[[ GIVEN RECORDS, beginning ]]

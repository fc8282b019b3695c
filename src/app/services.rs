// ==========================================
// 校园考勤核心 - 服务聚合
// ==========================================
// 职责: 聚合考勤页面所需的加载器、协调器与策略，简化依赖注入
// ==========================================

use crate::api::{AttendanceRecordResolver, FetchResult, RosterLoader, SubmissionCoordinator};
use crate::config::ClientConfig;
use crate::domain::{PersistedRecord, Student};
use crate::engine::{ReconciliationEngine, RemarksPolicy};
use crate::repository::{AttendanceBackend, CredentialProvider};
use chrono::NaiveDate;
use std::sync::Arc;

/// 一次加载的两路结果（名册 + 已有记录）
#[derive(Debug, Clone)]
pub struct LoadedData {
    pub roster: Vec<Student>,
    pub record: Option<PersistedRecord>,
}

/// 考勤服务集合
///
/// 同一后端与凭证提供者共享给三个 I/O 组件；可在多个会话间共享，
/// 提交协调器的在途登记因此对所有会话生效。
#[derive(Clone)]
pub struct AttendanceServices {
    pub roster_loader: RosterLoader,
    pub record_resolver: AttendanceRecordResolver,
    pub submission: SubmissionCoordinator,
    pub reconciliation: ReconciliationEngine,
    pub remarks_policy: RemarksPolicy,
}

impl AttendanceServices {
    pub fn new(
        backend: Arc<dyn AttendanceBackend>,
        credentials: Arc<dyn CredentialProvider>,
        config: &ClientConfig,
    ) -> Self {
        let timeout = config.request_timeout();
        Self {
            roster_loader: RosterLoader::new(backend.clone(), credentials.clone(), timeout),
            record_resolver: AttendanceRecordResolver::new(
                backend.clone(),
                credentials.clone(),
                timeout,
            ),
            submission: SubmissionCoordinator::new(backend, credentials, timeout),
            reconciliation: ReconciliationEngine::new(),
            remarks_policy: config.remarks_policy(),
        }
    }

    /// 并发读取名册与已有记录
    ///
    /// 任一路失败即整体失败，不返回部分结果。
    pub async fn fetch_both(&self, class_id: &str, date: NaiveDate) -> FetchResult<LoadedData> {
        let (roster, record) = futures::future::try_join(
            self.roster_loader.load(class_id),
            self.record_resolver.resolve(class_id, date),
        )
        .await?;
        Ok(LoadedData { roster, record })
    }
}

[[ GIVEN RECORDS, end ]]

## TASK DETAILS
Determine how many lines above contain "CredentialProvider" and respond with that number only.

## EXERCISE RESPONSE
2